The Trump administration is looking to give the VA $4.2 billion in discretionary funding for the ongoing EHR rollout in its fiscal 2027 budget request — an increase of about $800 million.
Last week, the Senate VA Committee held a confirmation hearing for Gary Shatswell, President Donald Trump’s third pick to serve as the department chief information officer and associate secretary for IT, and Michael Tierney, Trump’s pick to lead the VA’s Office of Accountability and Whistleblower Protection.
Neither Shatswell nor Tierney would work directly on the VA EHR rollout, but committee Chairman Jerry Moran (R-Kan.) told them that “there are important issues that come with your positions.”
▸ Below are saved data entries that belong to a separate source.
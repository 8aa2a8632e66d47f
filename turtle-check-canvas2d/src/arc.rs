//! Circular arcs as cubic Béziers.
//!
//! tiny-skia has no arc primitive, so arcs are split into pieces of at most a
//! quarter turn and each piece is approximated by one cubic.

use crate::geometry::ArcParams;
use std::f32::consts::{FRAC_PI_2, TAU};
use tiny_skia::PathBuilder;

/// Append the arc described by `params` to `path` as a new subpath.
///
/// Nothing is added when the radius is not a positive finite number or an
/// angle is not finite.
pub fn arc(path: &mut PathBuilder, params: &ArcParams) {
    let ArcParams {
        x: cx,
        y: cy,
        radius,
        start_angle,
        end_angle,
        anticlockwise,
    } = *params;

    if !(radius.is_finite() && radius > 0.0) || !start_angle.is_finite() || !end_angle.is_finite()
    {
        return;
    }

    let sweep = sweep(start_angle, end_angle, anticlockwise);
    let pieces = ((sweep.abs() / FRAC_PI_2).ceil() as u32).max(1);
    let step = sweep / pieces as f32;

    let point = |angle: f32| {
        let (sin, cos) = angle.sin_cos();
        (cx + radius * cos, cy + radius * sin)
    };

    let (sx, sy) = point(start_angle);
    path.move_to(sx, sy);

    // Tangent length for a cubic spanning `step` radians of the unit circle
    let k = radius * 4.0 / 3.0 * (step / 4.0).tan();
    let mut from = start_angle;
    for i in 1..=pieces {
        let to = start_angle + step * i as f32;
        let (sin0, cos0) = from.sin_cos();
        let (sin1, cos1) = to.sin_cos();
        let (ex, ey) = point(to);
        path.cubic_to(
            cx + radius * cos0 - k * sin0,
            cy + radius * sin0 + k * cos0,
            ex + k * sin1,
            ey - k * cos1,
            ex,
            ey,
        );
        from = to;
    }
}

/// Signed sweep from `start` to `end`, clamped to one full turn. Positive is
/// clockwise on screen.
fn sweep(start: f32, end: f32, anticlockwise: bool) -> f32 {
    let delta = end - start;
    if anticlockwise {
        if delta <= -TAU {
            -TAU
        } else {
            -(-delta).rem_euclid(TAU)
        }
    } else if delta >= TAU {
        TAU
    } else {
        delta.rem_euclid(TAU)
    }
}

#[cfg(test)]
mod tests {
    use super::*;
    use std::f32::consts::PI;

    fn bounds(params: ArcParams) -> tiny_skia::Rect {
        let mut builder = PathBuilder::new();
        arc(&mut builder, &params);
        builder.finish().unwrap().bounds()
    }

    #[test]
    fn test_full_circle_bounds() {
        let b = bounds(ArcParams::full_circle(50.0, 50.0, 50.0));
        for (got, want) in [(b.left(), 0.0), (b.right(), 100.0), (b.top(), 0.0), (b.bottom(), 100.0)] {
            assert!((got - want).abs() < 0.01, "{got} != {want}");
        }
    }

    #[test]
    fn test_quarter_turn_is_one_cubic() {
        let mut builder = PathBuilder::new();
        arc(
            &mut builder,
            &ArcParams {
                end_angle: PI / 2.0,
                ..ArcParams::full_circle(50.0, 50.0, 50.0)
            },
        );
        let path = builder.finish().unwrap();
        assert_eq!(path.segments().count(), 2);
        let last = path.points().last().copied().unwrap();
        assert!((last.x - 50.0).abs() < 1e-3);
        assert!((last.y - 100.0).abs() < 1e-3);
    }

    #[test]
    fn test_anticlockwise_half_turn_goes_over_the_top() {
        let b = bounds(ArcParams {
            end_angle: PI,
            anticlockwise: true,
            ..ArcParams::full_circle(50.0, 50.0, 10.0)
        });
        assert!((b.top() - 40.0).abs() < 0.01);
        assert!((b.bottom() - 50.0).abs() < 0.01);
    }

    #[test]
    fn test_sweep_normalization() {
        assert!((sweep(0.0, 3.0 * TAU, false) - TAU).abs() < 1e-6);
        assert!((sweep(0.0, -FRAC_PI_2, false) - 3.0 * FRAC_PI_2).abs() < 1e-5);
        assert!((sweep(0.0, FRAC_PI_2, true) + 3.0 * FRAC_PI_2).abs() < 1e-5);
        assert_eq!(sweep(1.0, 1.0, false), 0.0);
    }

    #[test]
    fn test_invalid_radius_adds_nothing() {
        for radius in [0.0, -5.0, f32::NAN, f32::INFINITY] {
            let mut builder = PathBuilder::new();
            arc(&mut builder, &ArcParams::full_circle(10.0, 10.0, radius));
            assert!(builder.finish().is_none());
        }
    }
}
“That’s particularly true when there’s the timing of the rollout of new Electronic Health Records. It’s back on track after a lengthy pause,” Moran said.
If confirmed, Shatswell said would help the VA consolidate an “unacceptable” sprawl of 14 different scheduling systems.
“The root of the issue is that there isn’t one system. There are systems and there are many, and they don’t talk to each other. So there is a lot of work to build those bridges and to make the data flow,” he said.
Tierney said the Trump administration’s rollout of a standardized nondisclosure agreement for all federal employees would not have a chilling effect on whistleblowers coming forward.
“I will 100% say that NDAs and whistleblower activity have no role together. Employees must feel 100% comfortable that they are not going to be restricted in reporting on bad conduct,” Tierney said.